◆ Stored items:

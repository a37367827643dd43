// Copyright (c) 2025 Dimitris Kafetzis
//
// Licensed under the MIT License.
// See LICENSE file in the project root for full license information.
//
// SPDX-License-Identifier: MIT

//! `vram-pool provision` command: select a device and grow a pool.
//!
//! Without `--force` a device that cannot grant the full size is an error;
//! with it the shortfall is reported and the smaller pool kept.

use block_pool::{ByteSize, PoolConfig, PoolError};

pub async fn execute(
    mut config: PoolConfig,
    size: String,
    device: Option<usize>,
    force: bool,
    json: bool,
) -> anyhow::Result<()> {
    let requested = ByteSize::parse(&size)?;
    config.initial_capacity = size;
    config.allow_partial |= force;
    if let Some(device) = device {
        config.device = device;
    }

    let pool = match config.build_pool() {
        Ok(pool) => pool,
        Err(PoolError::InsufficientCapacity { requested, provisioned }) => {
            anyhow::bail!(
                "device {} granted only {} of {}; pass --force to accept a partial pool",
                config.device,
                ByteSize::from_bytes(provisioned),
                ByteSize::from_bytes(requested),
            );
        }
        Err(e) => return Err(e.into()),
    };

    if json {
        println!("{}", serde_json::to_string_pretty(&pool.stats())?);
        return Ok(());
    }

    let provisioned = ByteSize::from_bytes(pool.pool_available());
    let name = pool
        .list_devices()
        .get(pool.device())
        .cloned()
        .unwrap_or_default();

    println!("  Device:       {} ({name})", pool.device());
    println!("  Requested:    {requested} ({} blocks)", requested.blocks());
    println!("  Provisioned:  {provisioned} ({} blocks)", pool.pool_size());
    if provisioned.as_bytes() < requested.as_bytes() {
        println!("  WARNING: device ran out of memory before the full size was provisioned");
    }
    println!();
    println!("{}", pool.stats().summary());

    Ok(())
}
impl Drop for Block {
    fn drop(&mut self) {
        let state = self.state.get_mut().unwrap_or_else(PoisonError::into_inner);
        if let Some(event) = state.last_write.take() {
            // The buffer must not be handed out while a write is in flight.
            if let Err(e) = self.queue.wait(&event) {
                let err = self.pool.fail(e);
                tracing::warn!(error = %err, "pending write failed before reclaim");
            }
        }
        if let Some(buffer) = self.buffer.take() {
            self.pool.reclaim(buffer);
        }
    }
}

impl std::fmt::Debug for Block {
    fn fmt(&self, f: &mut std::fmt::Formatter<'_>) -> std::fmt::Result {
        let state = self.lock_state();
        f.debug_struct("Block")
            .field("buffer", &self.buffer.as_ref().map(DeviceBuffer::id))
            .field("dirty", &state.dirty)
            .field("pending_write", &state.last_write.is_some())
            .finish()
    }
}

fn check_bounds(op: &str, offset: usize, len: usize) {
    let in_bounds = offset.checked_add(len).is_some_and(|end| end <= BLOCK_SIZE);
    assert!(
        in_bounds,
        "block {op} out of bounds: offset {offset} + {len} bytes exceeds block size {BLOCK_SIZE}"
    );
}

#[cfg(test)]
mod tests {
    use super::*;
    use crate::BlockPool;
    use compute_backend::{BackendError, SimulatedBackend, SimulatedDevice};
    use std::time::{Duration, Instant};

    const LATENCY: Duration = Duration::from_millis(20);

    fn pool_with(device: SimulatedDevice) -> (Arc<SimulatedBackend>, BlockPool) {
        let backend = Arc::new(SimulatedBackend::new(vec![device]));
        let pool = BlockPool::new(backend.clone());
        pool.increase_pool(2 * BLOCK_SIZE).unwrap();
        (backend, pool)
    }

    fn fast_pool() -> BlockPool {
        pool_with(SimulatedDevice::new("fast", 2 * BLOCK_SIZE)).1
    }

    fn slow_pool() -> (Arc<SimulatedBackend>, BlockPool) {
        pool_with(SimulatedDevice::new("slow", 2 * BLOCK_SIZE).with_latency(LATENCY))
    }

    #[test]
    fn test_fresh_block_is_dirty_and_reads_zero() {
        let pool = fast_pool();
        let block = pool.allocate().unwrap();
        assert!(block.is_dirty());
        assert!(!block.has_pending_write());
        assert_eq!(block.size(), BLOCK_SIZE);

        // The simulated device fills new buffers with garbage; none of it shows.
        let mut out = [0xFFu8; 32];
        block.read(100, &mut out).unwrap();
        assert!(out.iter().all(|&b| b == 0));
    }

    #[test]
    fn test_write_read_roundtrip() {
        let pool = fast_pool();
        let block = pool.allocate().unwrap();

        block.write(0, b"abcd").unwrap();
        assert!(!block.is_dirty());
        assert!(!block.has_pending_write());

        let mut out = [0u8; 4];
        block.read(0, &mut out).unwrap();
        assert_eq!(&out, b"abcd");
    }

    #[test]
    fn test_partial_first_write_zero_fills() {
        let pool = fast_pool();
        let block = pool.allocate().unwrap();

        block.write(10, b"xy").unwrap();

        let mut out = [0xAAu8; 16];
        block.read(0, &mut out).unwrap();
        let mut expected = [0u8; 16];
        expected[10] = b'x';
        expected[11] = b'y';
        assert_eq!(out, expected);

        let mut tail = [0xAAu8; 8];
        block.read(BLOCK_SIZE - 8, &mut tail).unwrap();
        assert_eq!(tail, [0u8; 8]);
    }

    #[test]
    fn test_later_writes_keep_earlier_data() {
        let pool = fast_pool();
        let block = pool.allocate().unwrap();

        block.write(0, b"ab").unwrap();
        block.write(10, b"cd").unwrap();

        let mut out = [0u8; 12];
        block.read(0, &mut out).unwrap();
        assert_eq!(&out, b"ab\0\0\0\0\0\0\0\0cd");
    }

    #[test]
    fn test_full_block_write() {
        let pool = fast_pool();
        let block = pool.allocate().unwrap();

        let data: Vec<u8> = (0..BLOCK_SIZE).map(|i| (i % 251) as u8).collect();
        block.write(0, &data).unwrap();

        let mut out = vec![0u8; BLOCK_SIZE];
        block.read(0, &mut out).unwrap();
        assert_eq!(out, data);
    }

    #[test]
    fn test_async_write_pending_until_sync() {
        let (_backend, pool) = slow_pool();
        let block = pool.allocate().unwrap();

        block.write_async(0, b"wxyz").unwrap();
        assert!(block.has_pending_write());
        assert!(!block.is_dirty());

        block.sync().unwrap();
        assert!(!block.has_pending_write());

        // Redundant syncs are no-ops.
        block.sync().unwrap();
        block.sync().unwrap();
    }

    #[test]
    fn test_read_waits_for_async_write() {
        let (_backend, pool) = slow_pool();
        let block = pool.allocate().unwrap();

        block.write_async(4, b"late").unwrap();
        let mut out = [0u8; 4];
        block.read(4, &mut out).unwrap();
        assert_eq!(&out, b"late");
        assert!(!block.has_pending_write());
    }

    #[test]
    fn test_async_source_may_be_reused() {
        let (_backend, pool) = slow_pool();
        let block = pool.allocate().unwrap();

        let mut src = b"original".to_vec();
        block.write_async(0, &src).unwrap();
        src.copy_from_slice(b"clobber!");
        drop(src);

        block.sync().unwrap();
        let mut out = [0u8; 8];
        block.read(0, &mut out).unwrap();
        assert_eq!(&out, b"original");
    }

    #[test]
    fn test_sequential_async_writes_apply_in_order() {
        let (_backend, pool) = slow_pool();
        let block = pool.allocate().unwrap();

        block.write_async(0, b"1111").unwrap();
        block.write_async(0, b"2222").unwrap();
        block.write_async(2, b"33").unwrap();
        block.sync().unwrap();

        let mut out = [0u8; 4];
        block.read(0, &mut out).unwrap();
        assert_eq!(&out, b"2233");
    }

    #[test]
    fn test_sync_without_writes() {
        let pool = fast_pool();
        let block = pool.allocate().unwrap();
        block.sync().unwrap();
        assert!(block.is_dirty());
    }

    #[test]
    fn test_drop_waits_for_pending_write() {
        let (_backend, pool) = slow_pool();
        let block = pool.allocate().unwrap();

        let start = Instant::now();
        block.write_async(0, b"data").unwrap();
        drop(block);
        assert!(start.elapsed() >= LATENCY);
        assert_eq!(pool.pool_available(), 2 * BLOCK_SIZE);
    }

    #[test]
    fn test_reused_block_is_dirty_again() {
        let pool = fast_pool();
        let block = pool.allocate().unwrap();
        block.write(0, b"secret").unwrap();
        drop(block);

        let a = pool.allocate().unwrap();
        let b = pool.allocate().unwrap();
        for block in [&a, &b] {
            assert!(block.is_dirty());
            let mut out = [0xFFu8; 6];
            block.read(0, &mut out).unwrap();
            assert_eq!(out, [0u8; 6]);
        }
    }

    #[test]
    fn test_empty_transfers_are_noops() {
        let pool = fast_pool();
        let block = pool.allocate().unwrap();
        block.write(BLOCK_SIZE, &[]).unwrap();
        assert!(block.is_dirty());
        block.read(BLOCK_SIZE, &mut []).unwrap();
    }

    #[test]
    #[should_panic(expected = "out of bounds")]
    fn test_read_out_of_bounds_panics() {
        let pool = fast_pool();
        let block = pool.allocate().unwrap();
        let mut out = [0u8; 4];
        let _ = block.read(BLOCK_SIZE - 2, &mut out);
    }

    #[test]
    #[should_panic(expected = "out of bounds")]
    fn test_write_out_of_bounds_panics() {
        let pool = fast_pool();
        let block = pool.allocate().unwrap();
        let _ = block.write_async(BLOCK_SIZE, b"x");
    }

    #[test]
    fn test_device_loss_poisons_pool() {
        let (backend, pool) = slow_pool();
        let block = pool.allocate().unwrap();

        block.write_async(0, b"doomed").unwrap();
        backend.lose_device("bus reset");

        let err = block.sync().unwrap_err();
        assert!(matches!(
            err,
            PoolError::Backend(BackendError::DeviceLost(_))
        ));
        assert!(pool.is_failed());

        let mut out = [0u8; 6];
        assert!(matches!(block.read(0, &mut out), Err(PoolError::DeviceFailed(_))));
        assert!(matches!(block.write(0, b"x"), Err(PoolError::DeviceFailed(_))));
        assert!(matches!(pool.increase_pool(1), Err(PoolError::DeviceFailed(_))));
    }

    #[test]
    fn test_failed_write_on_drop_poisons_pool() {
        let (backend, pool) = slow_pool();
        let block = pool.allocate().unwrap();

        block.write_async(0, b"x").unwrap();
        backend.lose_device("bus reset");
        drop(block);

        assert!(pool.is_failed());
        let next = pool.allocate().unwrap();
        assert!(matches!(next.write(0, b"y"), Err(PoolError::DeviceFailed(_))));
    }

    #[test]
    fn test_transfer_stats() {
        let pool = fast_pool();
        let block = pool.allocate().unwrap();
        block.write(0, b"abcd").unwrap();
        block.write_async(4, b"ef").unwrap();
        let mut out = [0u8; 6];
        block.read(0, &mut out).unwrap();

        let stats = pool.stats();
        assert_eq!(stats.blocking_writes, 1);
        assert_eq!(stats.async_writes, 1);
        assert_eq!(stats.bytes_written, 6);
        assert_eq!(stats.bytes_read, 6);
    }

    #[test]
    fn test_block_is_shareable_across_threads() {
        let pool = fast_pool();
        let block = pool.allocate().unwrap();
        block.write(0, b"shared").unwrap();

        let handles: Vec<_> = (0..4)
            .map(|_| {
                let block = Arc::clone(&block);
                std::thread::spawn(move || {
                    let mut out = [0u8; 6];
                    block.read(0, &mut out).unwrap();
                    out
                })
            })
            .collect();
        drop(block);

        for h in handles {
            assert_eq!(&h.join().unwrap(), b"shared");
        }
        assert_eq!(pool.pool_available(), 2 * BLOCK_SIZE);
    }

    #[test]
    fn test_debug_format() {
        let pool = fast_pool();
        let block = pool.allocate().unwrap();
        let debug = format!("{block:?}");
        assert!(debug.contains("dirty: true"));
    }
}
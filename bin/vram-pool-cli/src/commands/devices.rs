// Copyright (c) 2025 Dimitris Kafetzis
//
// Licensed under the MIT License.
// See LICENSE file in the project root for full license information.
//
// SPDX-License-Identifier: MIT

//! `vram-pool devices` command: backend availability and device list.

use block_pool::{BlockPool, PoolConfig};

pub async fn execute(config: PoolConfig) -> anyhow::Result<()> {
    let pool = BlockPool::new(config.create_backend()?);

    println!("╔══════════════════════════════════════════════════════╗");
    println!("║           vram-pool · Devices                        ║");
    println!("╚══════════════════════════════════════════════════════╝");
    println!();
    println!("  Backend:      {}", pool.backend_name());

    if !pool.is_available() {
        println!("  Status:       no usable device");
        return Ok(());
    }
    println!("  Status:       available");
    println!();

    for (index, name) in pool.list_devices().iter().enumerate() {
        let marker = if index == config.device { "*" } else { " " };
        println!("  {marker} {index:>3}: {name}");
    }
    println!();
    println!("  Select a device with `vram-pool provision <size> --device <index>`.");

    Ok(())
}
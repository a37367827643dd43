// Copyright (c) 2025 Dimitris Kafetzis
//
// Licensed under the MIT License.
// See LICENSE file in the project root for full license information.
//
// SPDX-License-Identifier: MIT

//! # block-pool
//!
//! A pool of fixed-size device memory blocks, handed out as
//! reference-counted handles.
//!
//! # Key Components
//!
//! - [`BlockPool`]: owns every provisioned device buffer, grows on
//!   request, and keeps the free list.
//! - [`Block`] / [`BlockRef`]: one [`BLOCK_SIZE`] unit of device memory
//!   with blocking reads, blocking or asynchronous writes, and `sync`.
//!   Dropping the last reference returns the block to the pool.
//! - [`Extent`]: a sparse byte range spread over many blocks.
//! - [`ByteSize`]: human-readable provisioning sizes (`"64M"`, `"5MB"`).
//! - [`PoolConfig`]: TOML configuration that builds a ready pool.
//! - [`PoolStats`]: cumulative allocator counters.
//!
//! # Ownership Model
//!
//! ```text
//! BlockPool::allocate()
//!       │
//!       ▼
//!   Arc<Block>  ◄─── owns DeviceBuffer, holds Arc<PoolInner>
//!       │
//!       │  last reference dropped
//!       ▼
//!   wait for pending write ──► PoolInner::reclaim() ──► free list
//! ```
//!
//! Blocks keep the pool's inner state alive, so the pool handle can be
//! dropped before its blocks. Device buffers go back to the device only on
//! [`BlockPool::shutdown`] or when the pool and all its blocks are gone.
//!
//! # Example
//! ```
//! use std::sync::Arc;
//! use block_pool::{BlockPool, BLOCK_SIZE};
//! use compute_backend::SimulatedBackend;
//!
//! let pool = BlockPool::new(Arc::new(SimulatedBackend::single(16 * BLOCK_SIZE)));
//! pool.increase_pool(4 * BLOCK_SIZE).unwrap();
//!
//! let block = pool.allocate().unwrap();
//! block.write_async(0, b"hello").unwrap();
//! block.sync().unwrap();
//!
//! let mut out = [0u8; 5];
//! block.read(0, &mut out).unwrap();
//! assert_eq!(&out, b"hello");
//!
//! drop(block);
//! assert_eq!(pool.pool_available(), 4 * BLOCK_SIZE);
//! ```

mod block;
mod config;
mod error;
mod extent;
mod pool;
mod size;
mod stats;

pub use block::{Block, BlockRef};
pub use config::{PoolConfig, SimulatedDeviceConfig};
pub use error::PoolError;
pub use extent::Extent;
pub use pool::BlockPool;
pub use size::ByteSize;
pub use stats::PoolStats;

/// Size of every block in bytes (128 KiB).
pub const BLOCK_SIZE: usize = 128 * 1024;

◆ Problem description: Check each line of the entries for "usize" and copy those that have it.

◆ Expected output:
    device: Option<usize>,
fn check_bounds(op: &str, offset: usize, len: usize) {
pub const BLOCK_SIZE: usize = 128 * 1024;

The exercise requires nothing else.